ERs learn to protect a vulnerable population

More undergo training to detect abuse of elderly

By

Published:

 

Abuse often leads to depression and medical problems in older patients — even death within a year of an abusive incident.

Yet, those subjected to emotional, physical or financial abuse too often remain silent. Identifying victims and intervening poses challenges for doctors and nurses.

Because visits to the emergency room may be the only time an older adult leaves the house, staff in the ER can be a first line of defense, said Tony Rosen, founder and lead investigator of the Vulnerable Elder Protection Team, a program launched in April at the New York-Presbyterian Hospital/Weill Cornell Medical Center ER.

The most common kinds of elder abuse are emotional and financial, Rosen said, and usually when one form of abuse exists, so do others. According to a New York study, as few as 1 in 24 cases of abuse against residents age 60 and older were reported to authorities.

The VEPT program — initially funded by a small grant from The John A. Hartford Foundation (a Kaiser Health News funder) and now fully funded by the Fan Fox and Leslie R. Samuels Foundation — includes Presbyterian Hospital emergency physicians Tony Rosen, Mary Mulcare and Michael Stern. These three doctors and two social workers take turns being on call to respond to signs of elder abuse.
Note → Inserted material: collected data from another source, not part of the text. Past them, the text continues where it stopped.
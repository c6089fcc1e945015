//! End-to-end transfers against the simulated rig, plus the orchestrator's
//! watchdogs and builder validation.

use std::sync::{Arc, Mutex};
use std::time::Duration;

use gantry_core::channel::EncoderChannel;
use gantry_core::config::{
    AxisCfg, DualAxisCfg, GripperTiming, SafetyCfg, VerticalCfg,
};
use gantry_core::error::{AbortReason, BuildError, MotionError};
use gantry_core::grid::MoveCommand;
use gantry_core::mocks::{NoopEncoder, NoopMotor};
use gantry_core::orchestrator::Gantry;
use gantry_core::sampler::PoseSampler;
use gantry_hardware::{SimGripper, sim_axis, sim_vertical};
use gantry_traits::clock::MonotonicClock;
use gantry_traits::{Gripper, GripperState, HeightSensor};

type BoxError = Box<dyn std::error::Error + Send + Sync>;

/// Records every jaw command; clones share the log.
#[derive(Clone, Default)]
struct JawLog {
    states: Arc<Mutex<Vec<GripperState>>>,
}

impl JawLog {
    fn states(&self) -> Vec<GripperState> {
        self.states.lock().unwrap().clone()
    }
}

impl Gripper for JawLog {
    fn set_state(&mut self, state: GripperState) -> Result<(), BoxError> {
        self.states.lock().unwrap().push(state);
        Ok(())
    }
}

struct FailingHeight;

impl HeightSensor for FailingHeight {
    fn read(&mut self, _timeout: Duration) -> Result<f32, BoxError> {
        Err(Box::new(std::io::Error::other("height sensor offline")))
    }
}

/// Axis tuning with the settles and pacing shrunk so moves run against the
/// real clock in milliseconds instead of seconds.
fn fast_axis_cfg(base: AxisCfg) -> AxisCfg {
    AxisCfg {
        coarse_period_us: 200,
        fine_period_us: 200,
        coarse_settle_ms: 5,
        fine_settle_ms: 5,
        max_move_ms: 5_000,
        ..base
    }
}

fn fast_vertical_cfg() -> VerticalCfg {
    VerticalCfg {
        pulse_ms: 1,
        settle_ms: 2,
        max_move_ms: 5_000,
        ..VerticalCfg::default()
    }
}

fn fast_gripper_timing() -> GripperTiming {
    GripperTiming {
        lower_dwell_ms: 2,
        grip_settle_ms: 2,
    }
}

fn sim_sampler<E1, E2, E3, H>(x1: E1, x2: E2, y: E3, height: H) -> PoseSampler
where
    E1: gantry_traits::Encoder + Send + 'static,
    E2: gantry_traits::Encoder + Send + 'static,
    E3: gantry_traits::Encoder + Send + 'static,
    H: HeightSensor + Send + 'static,
{
    PoseSampler::spawn(
        EncoderChannel::new(x1, false, 50_000),
        EncoderChannel::new(x2, false, 50_000),
        EncoderChannel::new(y, false, 50_000),
        height,
        Duration::from_millis(1),
        Duration::from_millis(10),
        Arc::new(MonotonicClock::new()),
    )
}

fn abort_reason(err: &eyre::Report) -> Option<AbortReason> {
    match err.downcast_ref::<MotionError>() {
        Some(MotionError::Abort(reason)) => Some(*reason),
        _ => None,
    }
}

#[test]
fn full_transfer_positions_and_cycles_the_jaw() {
    let vertical = fast_vertical_cfg();
    let (x1_motor, x1_enc) = sim_axis(30.0);
    let (x2_motor, x2_enc) = sim_axis(30.0);
    let (y_motor, y_enc) = sim_axis(80.0);
    let (z_motor, z_sensor) = sim_vertical(vertical.up_height, 0.1);
    let jaw = JawLog::default();

    let mut gantry = Gantry::builder()
        .with_x_motors(x1_motor, x2_motor)
        .with_y_motor(y_motor)
        .with_z_motor(z_motor)
        .with_gripper(jaw.clone())
        .with_sampler(sim_sampler(x1_enc, x2_enc, y_enc, z_sensor))
        .with_x_cfg(DualAxisCfg {
            axis: fast_axis_cfg(DualAxisCfg::default().axis),
            sync_window: 10,
        })
        .with_y_cfg(fast_axis_cfg(AxisCfg::default()))
        .with_vertical_cfg(vertical.clone())
        .with_gripper_timing(fast_gripper_timing())
        .try_build()
        .unwrap();

    gantry.home().unwrap();
    let mv: MoveCommand = "a1b2".parse().unwrap();
    gantry.transfer(&mv).unwrap();

    // Pick closed the jaw after homing opened it; place reopened it.
    assert_eq!(
        jaw.states(),
        vec![GripperState::Open, GripperState::Closed, GripperState::Open]
    );

    // Ended over b2 with the carriage raised. The pose may drift by a
    // sampler pass or two after the controllers stop, hence the slack.
    let pose = gantry.pose();
    assert!((i32::from(pose.x1) - 208).abs() <= 20, "x1 = {}", pose.x1);
    assert!((i32::from(pose.x2) - 208).abs() <= 20, "x2 = {}", pose.x2);
    assert!((i32::from(pose.y) - 554).abs() <= 25, "y = {}", pose.y);
    assert!(
        (pose.height - vertical.up_height).abs() < 0.05,
        "height = {}",
        pose.height
    );
}

#[test]
fn halt_check_aborts_before_any_motion() {
    let vertical = fast_vertical_cfg();
    let (x1_motor, x1_enc) = sim_axis(30.0);
    let (x2_motor, x2_enc) = sim_axis(30.0);
    let (y_motor, y_enc) = sim_axis(80.0);
    let (z_motor, z_sensor) = sim_vertical(vertical.up_height, 0.1);

    let mut gantry = Gantry::builder()
        .with_x_motors(x1_motor, x2_motor)
        .with_y_motor(y_motor)
        .with_z_motor(z_motor)
        .with_gripper(SimGripper::default())
        .with_sampler(sim_sampler(x1_enc, x2_enc, y_enc, z_sensor))
        .with_vertical_cfg(vertical)
        .with_halt_check(|| true)
        .try_build()
        .unwrap();

    let err = gantry.home().unwrap_err();
    assert_eq!(abort_reason(&err), Some(AbortReason::Halt));
}

#[test]
fn stalled_feedback_aborts_the_move() {
    let mut gantry = Gantry::builder()
        .with_x_motors(NoopMotor::default(), NoopMotor::default())
        .with_y_motor(NoopMotor::default())
        .with_z_motor(NoopMotor::default())
        .with_gripper(SimGripper::default())
        .with_sampler(sim_sampler(
            NoopEncoder,
            NoopEncoder,
            NoopEncoder,
            FailingHeight,
        ))
        .with_vertical_cfg(fast_vertical_cfg())
        .with_safety(SafetyCfg { sensor_stall_ms: 50 })
        .try_build()
        .unwrap();

    // Every sampler pass fails, so no fresh pose ever lands and the stall
    // watchdog fires once the move has run past the threshold.
    let err = gantry.home().unwrap_err();
    assert_eq!(abort_reason(&err), Some(AbortReason::SensorStall));
}

#[test]
fn builder_reports_the_first_missing_piece() {
    let err = match Gantry::builder().try_build() {
        Ok(_) => panic!("bare builder should not produce a gantry"),
        Err(e) => e,
    };
    match err.downcast_ref::<BuildError>() {
        Some(BuildError::MissingMotor(name)) => assert_eq!(*name, "x1"),
        other => panic!("unexpected build error: {other:?}"),
    }
}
Also available when needed are psychiatrists, legal and ethical advisers, radiologists, geriatricians and security and patient-services personnel.

“We work at making awareness of elder abuse part of the culture in our emergency room by training the entire staff in how to recognize it,” said Rosen. It’s easy for the ER staff to alert the VEPT team and begin an investigation, he said.
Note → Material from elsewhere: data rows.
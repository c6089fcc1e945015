//! Command-session loop: poll the host link for move requests and execute
//! them, acquiring voice descriptors from the peripheral when asked.

use std::io::{Read, Write};
use std::sync::Arc;
use std::sync::atomic::{AtomicBool, Ordering};
use std::time::Duration;

use crossbeam_channel as xch;
use eyre::Result;
use gantry_core::error::{AbortReason, MotionError};
use gantry_core::orchestrator::Gantry;
use gantry_core::session::{HostSession, SessionRequest, VoiceLink};
use gantry_traits::{ByteLink, Indicator, SessionPhase};

/// Host link over the process's stdio: a pump thread feeds stdin bytes into
/// a channel so reads can honor a timeout; writes go straight to stdout.
pub struct StdioLink {
    incoming: xch::Receiver<u8>,
}

impl StdioLink {
    pub fn spawn() -> Self {
        let (tx, rx) = xch::unbounded();
        std::thread::spawn(move || {
            let mut stdin = std::io::stdin().lock();
            let mut buf = [0u8; 1];
            loop {
                match stdin.read(&mut buf) {
                    Ok(0) | Err(_) => break,
                    Ok(_) => {
                        // Line-based input: newlines are not protocol bytes.
                        if buf[0] == b'\n' || buf[0] == b'\r' {
                            continue;
                        }
                        if tx.send(buf[0]).is_err() {
                            break;
                        }
                    }
                }
            }
        });
        Self { incoming: rx }
    }
}

type BoxError = Box<dyn std::error::Error + Send + Sync>;

impl ByteLink for StdioLink {
    fn read_byte(&mut self, timeout: Duration) -> Result<u8, BoxError> {
        self.incoming.recv_timeout(timeout).map_err(|_| {
            Box::new(std::io::Error::new(
                std::io::ErrorKind::TimedOut,
                "no host input",
            )) as BoxError
        })
    }

    fn write_byte(&mut self, byte: u8) -> Result<(), BoxError> {
        let mut out = std::io::stdout().lock();
        out.write_all(&[byte])?;
        out.flush()?;
        Ok(())
    }
}

/// Serve until the halt flag is raised: voice requests acquire a descriptor
/// and hand it back to the host; direct requests receive four raw characters
/// and execute the transfer.
pub fn run<H, V, I>(
    gantry: &mut Gantry,
    mut host: HostSession<H>,
    mut voice: Option<VoiceLink<V>>,
    indicator: &mut I,
    halt: &Arc<AtomicBool>,
    poll_ms: u64,
) -> Result<()>
where
    H: ByteLink,
    V: ByteLink,
    I: Indicator,
{
    let poll = Duration::from_millis(poll_ms);
    tracing::info!("command session ready");
    while !halt.load(Ordering::Relaxed) {
        indicator.show(SessionPhase::Idle);
        let request = match host.poll_request(poll) {
            Ok(Some(r)) => r,
            Ok(None) => continue,
            Err(e) => {
                tracing::warn!(error = %e, "host poll failed");
                continue;
            }
        };

        let outcome = match request {
            SessionRequest::Voice => handle_voice(&mut host, voice.as_mut(), indicator),
            SessionRequest::Direct => handle_direct(gantry, &mut host, indicator),
        };
        if let Err(e) = outcome {
            if matches!(
                e.downcast_ref::<MotionError>(),
                Some(MotionError::Abort(AbortReason::Halt))
            ) {
                tracing::info!("halt requested; leaving command session");
                return Err(e);
            }
            // Protocol desync or a failed move ends the request, not the
            // session; the host can retry.
            tracing::error!(error = %e, "request failed");
        }
    }
    tracing::info!("command session stopped");
    Ok(())
}

fn handle_voice<H, V, I>(
    host: &mut HostSession<H>,
    voice: Option<&mut VoiceLink<V>>,
    indicator: &mut I,
) -> Result<()>
where
    H: ByteLink,
    V: ByteLink,
    I: Indicator,
{
    let Some(voice) = voice else {
        eyre::bail!("voice peripheral not available on this rig; use direct mode");
    };
    voice.wake()?;
    let descriptor = voice.acquire_descriptor(indicator)?;
    indicator.show(SessionPhase::AwaitingHost);
    tracing::info!(descriptor = %descriptor.iter().collect::<String>(), "descriptor acquired");
    host.send_descriptor(&descriptor)
}

fn handle_direct<H, I>(gantry: &mut Gantry, host: &mut HostSession<H>, indicator: &mut I) -> Result<()>
where
    H: ByteLink,
    I: Indicator,
{
    let mv = host.receive_move()?;
    indicator.show(SessionPhase::Moving);
    gantry.transfer(&mv)
}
A doctor interviews the patient and conducts a head-to-toe physical exam looking for bruises, lacerations, abrasions, areas of pain and tenderness. Additional testing is ordered if the doctor suspects abuse.

“Unlike with child abuse victims, where there is a standard protocol in place for screening, there is no equivalent for the elderly, but we have designed and are evaluating one,” said Rosen.

The team looks for specific injuries. For example, radiographic images show old and new fractures, which suggest a pattern of multiple traumatic events. Specific types of fractures may indicate abuse.

When signs of abuse are found but the elder is not interested in cooperating with finding a safe place or getting help, a psychiatrist is asked to determine if that elder has decision-making capacity. The team offers resources but can do little more if the patient isn’t interested.